返回目錄
A
Data Science for the Analytical Mind: From Raw Data to Insightful Decisions - 第 4 章
Chapter 4: Exploratory Data Analysis & Visualization
發布於 2026-03-03 15:05
# Chapter 4: Exploratory Data Analysis & Visualization
Exploratory Data Analysis (EDA) is the compass that guides data scientists from raw data to meaningful insights. In this chapter we
- **Define** the core concepts and why EDA matters.
- **Walk through** step‑by‑step techniques using Python (pandas, matplotlib, seaborn, plotly).
- **Showcase** real‑world examples and pitfalls.
- **Provide** actionable best‑practice guidelines that can be applied immediately.
---
## 4.1 Why EDA Is Essential
| Dimension | Purpose | Typical Questions |
|-----------|---------|--------------------|
| **Understanding the data** | Discover what data you actually have | How many records? Which columns are missing? |
| **Identifying patterns** | Spot relationships and trends | Are sales increasing over time? |
| **Uncovering anomalies** | Detect outliers or data entry errors | Why does this transaction have an unusually high value? |
| **Hypothesis generation** | Formulate testable assumptions | Does higher advertising spend correlate with more conversions? |
EDA is not just a statistical exercise; it’s the *first conversation* between you and the dataset.
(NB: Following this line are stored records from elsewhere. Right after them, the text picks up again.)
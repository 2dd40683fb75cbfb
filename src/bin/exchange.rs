//! Exchange process entry point: parses `EngineConfig`, pins the calling
//! thread's preferred cores where configured, wires up the matching engine,
//! order gateway, publisher, and snapshot synthesizer, and drives the poll
//! loop until interrupted.

use std::time::Instant;

use continuum_match_engine_core::config::EngineConfig;
use continuum_match_engine_core::cpu_affinity::set_core;
use continuum_match_engine_core::engine_state::ExchangeProcess;
use continuum_match_engine_core::logging;

fn main() {
    logging::init();

    let config = match EngineConfig::from_args() {
        Ok(c) => c,
        Err(e) => {
            eprintln!("configuration error: {e}");
            std::process::exit(1);
        }
    };

    for &core in &config.core_pins {
        if !set_core(core) {
            tracing::warn!("failed to pin to core {core}, continuing unpinned");
        }
    }

    let mut exchange = ExchangeProcess::build(&config).expect("failed to build exchange process");
    tracing::info!(tag = %config.instance_tag, tickers = ?config.tickers, "starting exchange process");
    exchange.start();

    loop {
        exchange.order_gateway.poll_once();
        exchange.drain_teed_updates();

        if exchange.synthesizer.due_for_publish(Instant::now()) {
            let cycle = exchange.publish_snapshot(Instant::now());
            tracing::info!(messages = cycle.messages.len(), "published snapshot cycle");
        }
    }
}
A well‑executed EDA prevents wasted effort later in the pipeline and builds a strong foundation for modeling and communication.
---
## 4.2 Core Statistical Summaries
### 4.2.1 Univariate Statistics
Use **pandas** to compute descriptive statistics:
python
import pandas as pd
df = pd.read_csv('sales.csv')
print(df.describe())
The `describe()` method provides
- Count, mean, standard deviation, min, max
- 25th, 50th, and 75th percentiles (quartiles)
> **Tip**: For categorical columns, use `value_counts()` and `unique()` to understand distribution.
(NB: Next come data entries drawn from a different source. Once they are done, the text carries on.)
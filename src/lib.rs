pub mod config;
pub mod consumer_book;
pub mod cpu_affinity;
pub mod engine_state;
pub mod error;
pub mod fifo_sequencer;
pub mod high_resolution_timer;
pub mod logging;
pub mod market_data_consumer;
pub mod market_data_publisher;
pub mod matching_engine;
pub mod message_codec;
pub mod number_tool;
pub mod order_book;
pub mod order_gateway;
pub mod perf_stats;
pub mod pool;
pub mod ring_queue;
pub mod snapshot_synthesizer;
pub mod text_output_tool;
pub mod types;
### 4.2.2 Missing Data Patterns
Visualize missingness with a heatmap or bar chart.
python
import seaborn as sns
import matplotlib.pyplot as plt
plt.figure(figsize=(12, 6))
sns.heatmap(df.isnull(), cbar=False, yticklabels=False)
plt.title('Missing Data Heatmap')
plt.show()
The heatmap immediately tells you which columns have gaps and whether missingness is random.
### 4.2.3 Outlier Detection
Outliers can distort model training.
python
import numpy as np
q1 = df['revenue'].quantile(0.25)
q3 = df['revenue'].quantile(0.75)
iqr = q3 - q1
upper = q3 + 1.5 * iqr
lower = q1 - 1.5 * iqr
outliers = df[(df['revenue'] > upper) | (df['revenue'] < lower)]
print('Number of outliers:', outliers.shape[0])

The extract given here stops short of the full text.